Summary: A pig of a day.
Notes: Written for Grevling for Yuletide 2011.
In other circumstances, Fran might have realised something was up when Bernard grabbed her by the collar as soon as she entered the bookshop.
Of course, those other circumstances would have had to involve some form of parallel universe where this wasn't Bernard's normal mode of behaviour.
"Fran!" he said, staring at her wild-eyed. "Fran! There's a pig in the kitchen!" His eyes bulged even wider as he popped the 'p'.
Fran let out a weary sigh as she slipped out of her coat - a rather jazzy pink number that of course, Bernard wasn't likely to notice unless she set it on fire. And even then he'd only use it to light his cigarette. "Oh, Bernard," she groaned. "How many times do I have to tell you? That's Manny. Did you blank out the whole of the last five years again?"
Bernard flailed like a poorly operated Muppet. "No, not that abominable hairy creature - a pig! Swine!" He staggered over to sit at his desk, slapping his hand down on the counter top and groping for the wine bottle. He uncorked it, poured himself a glass, and swallowed it in one swig before continuing as if uninterrupted. "Pork! Ambulatory bacon! This little piggy went to market - it went 'wee, wee, wee' all the way home. Except it didn't go home, Fran!" He shook his head emphatically. "No, no, no, no, no. It didn't. This little piggy has occupied Little Bevan Street! It is a protestor. A piggy against the machine."
"Well, whatever it is, I hope it didn't go 'wee, wee, wee' in the kitchen," she said, drawing the curtain aside to peer through at the kitchen area.
Where there was, indeed, a pig. A rather large and bristly one, as opposed to the small, pink, shiny version depicted in My First Book of Farm Animals. It was snuffling about under the front of the cooker, in the rather optimistic hope that something resembling actual food might have been dropped there.
Fran pondered briefly whether to be surprised, but really, this was nowhere near approaching the top ten most bizarre things she'd seen in Bernard Black's kitchen. She still wasn't sure how he'd got that Police Box in and out. His drunken insistence on, "Aliens!" had actually been one of his more plausible explanations.
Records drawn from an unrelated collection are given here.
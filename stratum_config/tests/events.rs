//! Notifications fired by accessor and binding edits.

mod common;

use std::sync::{Arc, Mutex};

use common::boot;
use common::manifests::{framework, toggle_plugin};
use rstest::{fixture, rstest};
use serde_json::json;
use stratum_config::{ConfigEngine, SettingChanged, System};
use test_helpers::TempConfigDir;

#[fixture]
fn dir() -> TempConfigDir {
    TempConfigDir::new().expect("temp config dir")
}

#[derive(Default)]
struct Recorder {
    changes: Mutex<Vec<SettingChanged>>,
    keybinds: Mutex<usize>,
}

impl Recorder {
    fn attach(engine: &mut ConfigEngine) -> Arc<Self> {
        let recorder = Arc::new(Self::default());
        let changes = Arc::clone(&recorder);
        engine.on_setting_changed(move |change| {
            changes.changes.lock().expect("lock").push(change.clone());
        });
        let keybinds = Arc::clone(&recorder);
        engine.on_keybinds_modified(move || {
            *keybinds.keybinds.lock().expect("lock") += 1;
        });
        recorder
    }

    fn changes(&self) -> Vec<SettingChanged> {
        self.changes.lock().expect("lock").clone()
    }

    fn keybind_edits(&self) -> usize {
        *self.keybinds.lock().expect("lock")
    }
}

#[rstest]
fn binding_writes_report_the_owner(dir: TempConfigDir) {
    let (mut engine, _) = boot(
        &dir,
        &[
            ("framework", framework()),
            ("alpha", toggle_plugin("alpha", "F2")),
        ],
        &["alpha"],
    );
    let recorder = Recorder::attach(&mut engine);

    let replacement = json!({"type": "keyboard", "key": "F7"});
    assert!(engine.set_value("framework", "keybinds.alpha.toggle[0]", replacement.clone()));

    let changes = recorder.changes();
    assert_eq!(
        changes,
        [SettingChanged {
            system: System::Keybinds,
            component: "alpha".to_owned(),
            key_path: "alpha.toggle[0]".to_owned(),
            value: replacement,
        }]
    );
    assert_eq!(recorder.keybind_edits(), 1);
    assert!(engine.is_dirty("alpha"));
}

#[rstest]
fn binding_edits_fire_keybinds_modified_only(dir: TempConfigDir) {
    let (mut engine, _) = boot(
        &dir,
        &[
            ("framework", framework()),
            ("alpha", toggle_plugin("alpha", "F2")),
        ],
        &["alpha"],
    );
    let recorder = Recorder::attach(&mut engine);

    assert!(engine.update_binding("alpha.toggle", None, &json!({"key": "F3"}), None));
    let current = json!({"type": "keyboard", "key": "F3"});
    assert!(engine.update_binding_property("alpha.toggle", &current, "behavior", json!("hold")));
    assert!(engine.delete_binding("alpha.toggle", &current));
    assert!(!engine.update_binding("alpha.toggle", None, &json!({"key": "escape"}), None));

    assert_eq!(recorder.keybind_edits(), 3);
    assert!(recorder.changes().is_empty());
}

#[rstest]
fn rejected_writes_stay_silent(dir: TempConfigDir) {
    let (mut engine, _) = boot(&dir, &[("framework", framework())], &[]);
    engine.save_all_dirty();
    let recorder = Recorder::attach(&mut engine);

    assert!(!engine.set_value("framework", "ui.windows.main_window.is_visible", json!(1)));
    assert!(!engine.set_value("framework", "nowhere.at.all", json!(1)));
    assert!(!engine.set_value("framework", "keybinds.core.menu[0]", json!({"key": ""})));

    assert!(recorder.changes().is_empty());
    assert_eq!(recorder.keybind_edits(), 0);
    assert_eq!(engine.dirty_components().count(), 0);
}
She joined Bernard at the counter and helped herself to some wine in a mug that said World's Best Granddad. The pig wasn't her problem. "So where is Manny?" she asked. It wasn't like him to be missing out on an opportunity to panic.
Bernard swung out one arm to point, the other and the rest of his attention more preoccupied by trying to light his cigarette with a pencil sharpener. "Filed under M. In the fiction section."
Bernard's idea of a fiction section didn't contain any actual novels, but rather all the travel books - except for those pertaining to, for some reason, Belgium - twenty-five copies of the Reader's Digest Book of Facts, the entirety of the shop's business collection, and anything relating to the 1960s.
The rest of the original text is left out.